Task instructions:
The answer must be every entry, retyped without a single difference.

Supplied records:
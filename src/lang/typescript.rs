//! TypeScript language adapter with tree-sitter integration.

use tree_sitter::{Language as Grammar, Parser};

use super::common::{LanguageAdapter, SyntaxNode};
use super::javascript::EcmaConverter;
use crate::core::errors::{Result, SuiteError};
use crate::core::model::Language;

/// TypeScript adapter producing the common syntax tree.
pub struct TypeScriptAdapter {
    parser: Parser,
}

impl TypeScriptAdapter {
    /// Create a new TypeScript adapter for `.ts` sources
    pub fn new() -> Result<Self> {
        Self::with_grammar(tree_sitter_typescript::LANGUAGE_TYPESCRIPT.into())
    }

    /// Create a new TypeScript adapter for `.tsx` sources
    pub fn new_tsx() -> Result<Self> {
        Self::with_grammar(tree_sitter_typescript::LANGUAGE_TSX.into())
    }

    fn with_grammar(grammar: Grammar) -> Result<Self> {
        let mut parser = Parser::new();
        parser.set_language(&grammar).map_err(|e| {
            SuiteError::parse("typescript", format!("Failed to set TypeScript language: {e:?}"))
        })?;
        Ok(Self { parser })
    }
}

impl LanguageAdapter for TypeScriptAdapter {
    fn language(&self) -> Language {
        Language::TypeScript
    }

    fn parse_tree(&mut self, source: &str) -> Result<SyntaxNode> {
        let tree = self
            .parser
            .parse(source, None)
            .ok_or_else(|| SuiteError::parse("typescript", "Failed to parse TypeScript source code"))?;
        Ok(EcmaConverter { source: source.as_bytes() }.convert(tree.root_node()))
    }
}

#[cfg(test)]
mod tests {
    use super::*;
    use crate::lang::common::NodeKind;

    #[test]
    fn test_typed_source_parses_into_common_tree() {
        let mut adapter = TypeScriptAdapter::new().unwrap();
        let tree = adapter
            .parse_strict(
                "import { reset } from './auth';\n\nfunction check(id: number): boolean {\n  return reset(id) === true;\n}\n\nit('resets', () => {\n  expect(check(1)).toBe(true);\n});\n",
            )
            .unwrap();
        assert_eq!(tree.find_all(NodeKind::Import).len(), 1);
        let function = tree.find_all(NodeKind::Function)[0];
        assert_eq!(function.text.as_deref(), Some("check"));
        assert_eq!(tree.find_all(NodeKind::Assertion)[0].text.as_deref(), Some("toBe"));
    }
}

Output:
filename src/lang/typescript.rs
//! TypeScript language adapter with tree-sitter integration.

use tree_sitter::{Language as Grammar, Parser};

use super::common::{LanguageAdapter, SyntaxNode};
use super::javascript::EcmaConverter;
use crate::core::errors::{Result, SuiteError};
use crate::core::model::Language;

/// TypeScript adapter producing the common syntax tree.
pub struct TypeScriptAdapter {
    parser: Parser,
}

impl TypeScriptAdapter {
    /// Create a new TypeScript adapter for `.ts` sources
    pub fn new() -> Result<Self> {
        Self::with_grammar(tree_sitter_typescript::LANGUAGE_TYPESCRIPT.into())
    }

    /// Create a new TypeScript adapter for `.tsx` sources
    pub fn new_tsx() -> Result<Self> {
        Self::with_grammar(tree_sitter_typescript::LANGUAGE_TSX.into())
    }

    fn with_grammar(grammar: Grammar) -> Result<Self> {
        let mut parser = Parser::new();
        parser.set_language(&grammar).map_err(|e| {
            SuiteError::parse("typescript", format!("Failed to set TypeScript language: {e:?}"))
        })?;
        Ok(Self { parser })
    }
}

impl LanguageAdapter for TypeScriptAdapter {
    fn language(&self) -> Language {
        Language::TypeScript
    }

    fn parse_tree(&mut self, source: &str) -> Result<SyntaxNode> {
        let tree = self
            .parser
            .parse(source, None)
            .ok_or_else(|| SuiteError::parse("typescript", "Failed to parse TypeScript source code"))?;
        Ok(EcmaConverter { source: source.as_bytes() }.convert(tree.root_node()))
    }
}

#[cfg(test)]
mod tests {
    use super::*;
    use crate::lang::common::NodeKind;

    #[test]
    fn test_typed_source_parses_into_common_tree() {
        let mut adapter = TypeScriptAdapter::new().unwrap();
        let tree = adapter
            .parse_strict(
                "import { reset } from './auth';\n\nfunction check(id: number): boolean {\n  return reset(id) === true;\n}\n\nit('resets', () => {\n  expect(check(1)).toBe(true);\n});\n",
            )
            .unwrap();
        assert_eq!(tree.find_all(NodeKind::Import).len(), 1);
        let function = tree.find_all(NodeKind::Function)[0];
        assert_eq!(function.text.as_deref(), Some("check"));
        assert_eq!(tree.find_all(NodeKind::Assertion)[0].text.as_deref(), Some("toBe"));
    }
}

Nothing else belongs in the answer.